What did you find useful for?


----------



## CO skier (Mar 5, 2022)

Sandy VDH said:


> Has anyone used FAX?
> 
> What did you find useful for?


It was a lot more useful when it was priced at $0.09/credit and no $80 minimum.

About the only time I would use it now would be for multiple units for an extended family vacation at a difficult to reserve resort when I do not want to use regular vacation credits.  The main advantage is that FAX is the only cash option for reservations booked 11-13 months in advance.


----------



## CO skier (Mar 5, 2022)

The "once in 5 years during Red Season" limit for FAX reservations has changed to a certain number of active reservations at a time depending on Ownership Tier.  Housekeeping is included.


----------



## alwysonvac (Mar 5, 2022)

Sandy VDH said:


> I found this useful, but also not easily accessible.


Yep, I posted the same chart in the WM sticky thread last year .
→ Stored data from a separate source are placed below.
//! Index clauses and query filters

use std::collections::BTreeSet;

use crate::db::ColumnFamily;
use crate::error::Result;

/// Relation between a stored column value and the expression's value
#[derive(Debug, Clone, Copy, PartialEq, Eq)]
pub enum IndexOperator {
    Eq,
    Gt,
    Gte,
    Lt,
    Lte,
}

impl IndexOperator {
    /// Byte-wise comparison of `stored` against `expected`
    pub fn matches(&self, stored: &[u8], expected: &[u8]) -> bool {
        match self {
            IndexOperator::Eq => stored == expected,
            IndexOperator::Gt => stored > expected,
            IndexOperator::Gte => stored >= expected,
            IndexOperator::Lt => stored < expected,
            IndexOperator::Lte => stored <= expected,
        }
    }
}

/// One predicate over a single column
#[derive(Debug, Clone, PartialEq, Eq)]
pub struct IndexExpression {
    pub column: Vec<u8>,
    pub op: IndexOperator,
    pub value: Vec<u8>,
}

impl IndexExpression {
    pub fn new(column: impl Into<Vec<u8>>, op: IndexOperator, value: impl Into<Vec<u8>>) -> Self {
        Self {
            column: column.into(),
            op,
            value: value.into(),
        }
    }

    /// The column must be present, live, and relate to `value` through `op`
    pub fn is_satisfied_by(&self, columns: &ColumnFamily) -> bool {
        match columns.get_column(&self.column) {
            Some(column) if !column.is_tombstone() => self.op.matches(column.value(), &self.value),
            _ => false,
        }
    }
}

/// Conjunction of expressions plus paging
#[derive(Debug, Clone, PartialEq, Eq)]
pub struct IndexClause {
    pub expressions: Vec<IndexExpression>,
    /// Raw row key to start from; empty means no bound
    pub start_key: Vec<u8>,
    /// Maximum number of rows returned
    pub count: usize,
}

impl IndexClause {
    pub fn new(expressions: Vec<IndexExpression>, start_key: impl Into<Vec<u8>>, count: usize) -> Self {
        Self {
            expressions,
            start_key: start_key.into(),
            count,
        }
    }
}

/// Which columns of a matching row are returned
#[derive(Debug, Clone, PartialEq, Eq, Default)]
pub enum QueryFilter {
    /// Every column, tombstones included
    #[default]
    Identity,
    /// Only the named columns
    Names(BTreeSet<Vec<u8>>),
    /// Columns between `start` and `finish` (inclusive, empty = unbounded)
    /// in comparator order, at most `count` live ones
    Slice {
        start: Vec<u8>,
        finish: Vec<u8>,
        count: usize,
    },
}

impl QueryFilter {
    pub fn names<I, N>(names: I) -> Self
    where
        I: IntoIterator<Item = N>,
        N: Into<Vec<u8>>,
    {
        QueryFilter::Names(names.into_iter().map(Into::into).collect())
    }

    /// Materialize the selected columns of `columns`
    pub fn apply(&self, columns: &ColumnFamily) -> Result<ColumnFamily> {
        let comparator = columns.comparator();
        let mut out = ColumnFamily::new(comparator);

        match self {
            QueryFilter::Identity => return Ok(columns.clone()),
            QueryFilter::Names(names) => {
                for column in columns.iter().filter(|c| names.contains(c.name())) {
                    out.add_column(column.clone())?;
                }
            }
            QueryFilter::Slice {
                start,
                finish,
                count,
            } => {
                let mut live = 0;
                for column in columns.iter() {
                    if !start.is_empty() && comparator.compare(column.name(), start).is_lt() {
                        continue;
                    }
                    if !finish.is_empty() && comparator.compare(column.name(), finish).is_gt() {
                        break;
                    }
                    if live >= *count {
                        break;
                    }
                    if !column.is_tombstone() {
                        live += 1;
                    }
                    out.add_column(column.clone())?;
                }
            }
        }
        Ok(out)
    }
}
						WORLDMARK INFORMATION and ADVICE ARTICLES
					

Worldmark the Club Information and overview! - TUG Advice Article  Worldmark Program Guide and Resort Directory 2018 . - Booking guidelines/rules start on pg. 327.   WorldMark Resort Info and Point Charts. FYI -Point charts at the bottom of each resort page.  Worldmark Owner Education -...




					tugbbs.com


----------



## Icc5 (Mar 6, 2022)

Sandy VDH said:


> Has anyone used FAX?
> 
> What did you find useful for?


We did Fax time about 15 years ago along with bonus time and inventory special at Windsor.  The Worldmark staff worked with us to set it up and it was fantastic for a Wedding which we did next store including the reception.
A few month later my niece (who got married) and her husband and 3 other couples all bought in big time.
The wedding was about 120 people and I think we had about 10 rooms booked all together with most being for 3-4 days.  I don't remember exactly but it saved people a fortune.  The resort even let us have a BBQ beforehand which we had about 60 people at and let us use the room near the pool to store and keep items heated.
That alone saved hundreds of dollars as the food was made by us and relatives instead of buying pre made food.
The Country Club next door did a great job for the reception.  Actually it turned out one of best weddings I've ever attended.  
The savings for people was mainly 5-6 people per unit instead of each 2 renting hotels.  Overall I'd have to guess a few thousand dollars saved.  This was especially nice for the family flying in from Georgia,Utah, and Colorado since they were already paying for flights.  Meals cooked in the timeshares also saved them the restaurant expenses.  
Bart


----------



## Sandy VDH (Mar 6, 2022)

alwysonvac said:


> Yep, I posted the same chart in the WM sticky thread last year .
> 
> 
> 
> ...



I see that now.  But it in only in the sticky and not in the article.  Also the Sticky has 2021 rates and rates have gone up for 2022. Perhaps that entry could be updated too.  But that entry is long past editing and I do not know who the admin is for this particular forum.


----------



## Sandy VDH (Mar 14, 2022)

Just looking at Monday Madness in detail for a few weeks now, while my resale purchase makes it way through the process. 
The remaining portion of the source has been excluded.